Developing and maintaining distributed systems like Hadoop is difficult.
The difficulty comes from many factors, but we believe that one of the most important reasons is lacking of a good debugger for bugs specific to distributed systems. (e.g., non-deterministic hardware faults, message ordering, ..)
In the talk, we will show Earthquake, our open-source debugging framework for distributed systems.
Earthquakes permutes Ethernet packets, Filesystem events, Java/C function calls, and injected faults in various orders so as to control non-determinism in the cluster.
Basically, Earthquake permutes events in a random order, but the user can write his/her own state exploration policy (in Go language) for finding deep bugs efficiently.

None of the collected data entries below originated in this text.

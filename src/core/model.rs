//! Data model for a documentation compilation
//!
//! Defines the discovered Document, the output Destination, the explicit
//! CompileConfig handed to the entry point, and the CompileError taxonomy.

use std::convert::Infallible;
use std::fmt;
use std::io;
use std::path::{Path, PathBuf};
use std::str::FromStr;

use thiserror::Error;

/// Documentation subtree scanned when no other is configured
pub const DEFAULT_DOCS_SUBDIR: &str = "docs/10_language";

/// CLI value meaning "write to standard output"
pub const STDOUT_SENTINEL: &str = "-";

/// One discovered markdown file
#[derive(Debug, Clone, PartialEq, Eq)]
pub struct Document {
    /// Absolute or root-joined path used to read the file
    pub path: PathBuf,

    /// Path relative to the scanned directory, using '/' as separator
    pub relative: String,
}

impl Document {
    pub fn new(path: impl Into<PathBuf>, relative: impl Into<String>) -> Self {
        Self {
            path: path.into(),
            relative: relative.into(),
        }
    }
}

/// Where the compiled markdown goes
#[derive(Debug, Clone, PartialEq, Eq, Default)]
pub enum Destination {
    #[default]
    Stdout,
    File(PathBuf),
}

impl FromStr for Destination {
    type Err = Infallible;

    fn from_str(s: &str) -> Result<Self, Self::Err> {
        if s == STDOUT_SENTINEL {
            Ok(Destination::Stdout)
        } else {
            Ok(Destination::File(PathBuf::from(s)))
        }
    }
}

impl fmt::Display for Destination {
    fn fmt(&self, f: &mut fmt::Formatter<'_>) -> fmt::Result {
        match self {
            Destination::Stdout => write!(f, "<stdout>"),
            Destination::File(path) => write!(f, "{}", path.display()),
        }
    }
}

/// Explicit inputs for a single compilation run
#[derive(Debug, Clone)]
pub struct CompileConfig {
    /// Repository root; headings are rendered relative to it
    pub root: PathBuf,

    /// Documentation subtree, relative to `root`
    pub docs_subdir: PathBuf,

    pub destination: Destination,
}

impl CompileConfig {
    pub fn new(root: impl Into<PathBuf>) -> Self {
        Self {
            root: root.into(),
            docs_subdir: PathBuf::from(DEFAULT_DOCS_SUBDIR),
            destination: Destination::Stdout,
        }
    }

    pub fn with_docs_subdir(mut self, docs_subdir: impl Into<PathBuf>) -> Self {
        self.docs_subdir = docs_subdir.into();
        self
    }

    pub fn with_destination(mut self, destination: Destination) -> Self {
        self.destination = destination;
        self
    }

    /// The directory scanned for markdown files
    pub fn docs_dir(&self) -> PathBuf {
        self.root.join(&self.docs_subdir)
    }
}

/// What a successful run produced
#[derive(Debug, Clone, Copy, PartialEq, Eq)]
pub struct CompileSummary {
    pub documents: usize,
    pub bytes: usize,
}

/// Every way a compilation run can fail
#[derive(Debug, Error)]
pub enum CompileError {
    #[error("Missing docs directory: {}", .0.display())]
    MissingDocsDir(PathBuf),

    #[error("No markdown files found under {}", .0.display())]
    NoMarkdownFiles(PathBuf),

    #[error("Failed to walk docs directory: {0}")]
    Walk(#[from] walkdir::Error),

    #[error("Markdown path is not valid UTF-8: {}", .0.display())]
    NonUtf8Path(PathBuf),

    #[error("Failed to read {}: {source}", path.display())]
    Read { path: PathBuf, source: io::Error },

    #[error("Failed to write {destination}: {source}")]
    Write {
        destination: Destination,
        source: io::Error,
    },
}

impl CompileError {
    pub fn read(path: &Path, source: io::Error) -> Self {
        CompileError::Read {
            path: path.to_path_buf(),
            source,
        }
    }

    pub fn write(destination: &Destination, source: io::Error) -> Self {
        CompileError::Write {
            destination: destination.clone(),
            source,
        }
    }
}
//! Rendering of the combined markdown document

use std::fs;
use std::path::Path;

use crate::core::model::{CompileError, Document};
use crate::core::paths::{make_relative, normalize_path};

/// Separator placed between two document sections
pub const SECTION_SEPARATOR: &str = "\n\n---\n\n";

/// Heading line that introduces each document
pub fn heading(relative: &str) -> String {
    format!("# File: {}", relative)
}

/// Render one section: heading, blank line, right-trimmed content, newline.
pub fn render_section(relative: &str, content: &str) -> String {
    let content = normalize_newlines(content);
    format!("{}\n\n{}\n", heading(relative), content.trim_end())
}

/// Build the combined document from sorted documents.
///
/// Headings show each document's path relative to `display_root`; a document
/// outside it falls back to its own path.
pub fn build_compilation(
    documents: &[Document],
    display_root: &Path,
) -> Result<String, CompileError> {
    let mut sections = Vec::with_capacity(documents.len());

    for doc in documents {
        let relative =
            make_relative(&doc.path, display_root).unwrap_or_else(|| normalize_path(&doc.path));
        let content =
            fs::read_to_string(&doc.path).map_err(|e| CompileError::read(&doc.path, e))?;
        sections.push(render_section(&relative, &content));
    }

    let mut compiled = sections.join(SECTION_SEPARATOR);
    compiled.push('\n');
    Ok(compiled)
}

/// Translate CRLF and lone CR line endings to LF
fn normalize_newlines(content: &str) -> std::borrow::Cow<'_, str> {
    if content.contains('\r') {
        content.replace("\r\n", "\n").replace('\r', "\n").into()
    } else {
        content.into()
    }
}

Earthquake also controls non-determinism of the thread interleaving by calling sched_setattr(2) with randomized parameters.
We will also share our successful stories about testing some Hadoop components with Earthquake.
For ZooKeeper, we found a distributed race condition bug which decreases availability of a ZooKeeper cluster.
We also reproduced a known ZooKeeper bug that no one had successfully reproduced for 2 years, and analyzed its cause.
For YARN, we found a disk-fault tolerance bug that inappropriately marks faulty node as healthy.
We also found bugs of non-Hadoop softwares, such as etcd.
With Earthquake, you can also test your real distibuted systems without any modification.